The burden on Chicago consumers was compounded by a 29.5% surcharge on water and sewer bills imposed during the Emanuel administration to save the Municipal Employees Pension Fund.

That’s apparently why Ald. Jason Ervin (28th), chairman of the Council’s Black Caucus, demanded Chief Financial Officer Jennie Huang Bennett provide aldermen with a specific comparison between water rates Chicago residents and businesses pay and the rates that will apply to Joliet consumers.

“If you want your residents to pay higher [rates] than what we’re selling it for, that’s on you. But I want residents of the West Side of Chicago to get the best deal possible for the water that they’re purchasing. If somebody’s getting a better rate, we want that same rate for our folks as well,” Ervin told his colleagues.

“If somebody’s getting a big discount, our residents should also have that discount. ... Our residents helped build the system. …. I understand we want to spread the cost out amongst others. But, we should not be giving another municipality a better deal than we’re giving our own residents.”

Bennett said comparing Chicago water rates to the “wholesale rate” it sells for is not an “apples-to-apples comparison.”

“We also have to pay for our own water distribution costs,” the CFO said.

She argued the Joliet deal would ultimately “benefit the rates” of Chicago residents and businesses “because we’re sharing more of these costs with a broader set of customers.”

Ald. Michele Smith (43rd) agreed the $24 million-to-$37 million annual revenue infusion from Joliet would help to “offset some of the costs of running those huge” water filtration plants that “today are running at half-capacity.”

Lawsuit settlements endorsed

In other action at Monday’s meeting, the Finance Committee agreed to pay $575,000 to settle two more lawsuits stemming from allegations of police abuse.

The closest vote — 14-to-13 — will authorize a $400,000 settlement to resolve a wrongful death lawsuit filed by Pamela Anderson, whose son was killed by Chicago police officers in September 2015 in a shooting that the Civilian Office of Police Accountability ruled was justified.

James Anderson suffered from “mild mental illness,” was taking “medication to control his symptoms” and emerged from his bedroom carrying a box-cutter “in each hand.”

But, First Deputy Corporation Counsel Renai Rodney said “some aspects exposed the city to liability” if the case went to trial.

“Plaintiff will seek to exploit the officer’s decision not to call a sergeant to the scene prior to entering the home, not to call someone trained in crisis intervention and not to attempt to speak to James through the door to assess his mental state, rather than opening the door and engaging him in a confined space without knowing how dangerous or violent he was,” Rodney said.

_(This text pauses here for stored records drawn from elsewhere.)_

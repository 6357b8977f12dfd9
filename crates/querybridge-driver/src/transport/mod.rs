//! Statement transports.
//!
//! A [`Transport`] carries SQL to a database and brings back
//! [`ResultSet`]s. Drivers never talk to a database any other way, so the
//! same driver works over an in-process pool, a message channel to another
//! process, or a scripted fake in tests.

mod channel;
mod sqlite;
mod tracker;

pub use channel::{ChannelTransport, Responder};
pub use sqlite::SqliteTransport;
pub use tracker::RequestTracker;

use std::sync::Arc;

use async_trait::async_trait;
use serde::{Deserialize, Serialize};

use querybridge_core::result::ResultSet;
use querybridge_core::TransportError;

/// Carries statements to a database.
#[async_trait]
pub trait Transport: Send + Sync {
    /// Runs one statement.
    async fn query(&self, statement: &str) -> Result<ResultSet, TransportError>;

    /// Runs `statements` as one atomic unit, returning one result per
    /// statement.
    async fn transaction(&self, statements: &[String]) -> Result<Vec<ResultSet>, TransportError>;
}

#[async_trait]
impl<T: Transport + ?Sized> Transport for Arc<T> {
    async fn query(&self, statement: &str) -> Result<ResultSet, TransportError> {
        (**self).query(statement).await
    }

    async fn transaction(&self, statements: &[String]) -> Result<Vec<ResultSet>, TransportError> {
        (**self).transaction(statements).await
    }
}

// ================================================================
// Messages
// ================================================================

/// Request sent over a message channel.
#[derive(Debug, Clone, PartialEq, Eq, Serialize, Deserialize)]
#[serde(tag = "type", rename_all = "lowercase")]
pub enum TransportRequest {
    Query { id: u64, statement: String },
    Transaction { id: u64, statements: Vec<String> },
}

impl TransportRequest {
    /// Correlation id of the request.
    #[must_use]
    pub const fn id(&self) -> u64 {
        match self {
            Self::Query { id, .. } | Self::Transaction { id, .. } => *id,
        }
    }

    #[must_use]
    pub const fn kind(&self) -> &'static str {
        match self {
            Self::Query { .. } => "query",
            Self::Transaction { .. } => "transaction",
        }
    }
}

/// Payload of a successful response.
#[derive(Debug, Clone, PartialEq, Serialize, Deserialize)]
#[serde(untagged)]
pub enum ResponseData {
    Transaction(Vec<ResultSet>),
    Query(ResultSet),
}

/// Response correlated to a [`TransportRequest`] by `id`.
#[derive(Debug, Clone, PartialEq, Serialize, Deserialize)]
pub struct TransportResponse {
    pub id: u64,
    #[serde(default, skip_serializing_if = "Option::is_none")]
    pub data: Option<ResponseData>,
    #[serde(default, skip_serializing_if = "Option::is_none")]
    pub error: Option<String>,
}

impl TransportResponse {
    #[must_use]
    pub const fn ok(id: u64, data: ResponseData) -> Self {
        Self {
            id,
            data: Some(data),
            error: None,
        }
    }

    #[must_use]
    pub fn error(id: u64, message: impl Into<String>) -> Self {
        Self {
            id,
            data: None,
            error: Some(message.into()),
        }
    }

    /// Splits the response into its payload or the remote error.
    ///
    /// # Errors
    ///
    /// Returns [`TransportError::Remote`] carrying the error message, or
    /// describing a response that has neither data nor error.
    pub fn into_result(self) -> Result<ResponseData, TransportError> {
        match (self.error, self.data) {
            (Some(message), _) => Err(TransportError::Remote(message)),
            (None, Some(data)) => Ok(data),
            (None, None) => Err(TransportError::Remote(format!(
                "response {} carries neither data nor error",
                self.id
            ))),
        }
    }
}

The second settlement — for $175,000 — was approved 21 to 6. It goes to Ashanti Franklin, whose family was terrified by a raid on the wrong address in March 2017.

Ald. Chris Taliaferro (29th) the former Chicago cop now chairing the Council’s Committee on Public Safety, argued the settlement was too high and set a “dangerous precedent.” The cost, he said, should be shared by other agencies participating in the task force conducting the raid.

Rodney acknowledged the Chicago Police Department has “task force agreements with its federal law enforcement partners,” but they hold CPD harmless … if they were later found liable of some type of conduct while executing a warrant.”

“While there was at least one FBI agent who participated in execution of the warrant, the person who made the decision to breach the door was a CPD officer who was named in the lawsuit and was … recommended for discipline by COPA,” Rodney said.

• The Finance Committee also put off a vote that would have designated 13 banks as municipal depositories to turn up the heat on banks to start lending to Black and Hispanic Chicagoans and businesses, invest in South Side and West Side neighborhoods and get them to attend a subject matter hearing, scheduled for Friday, on their dismal lending practices.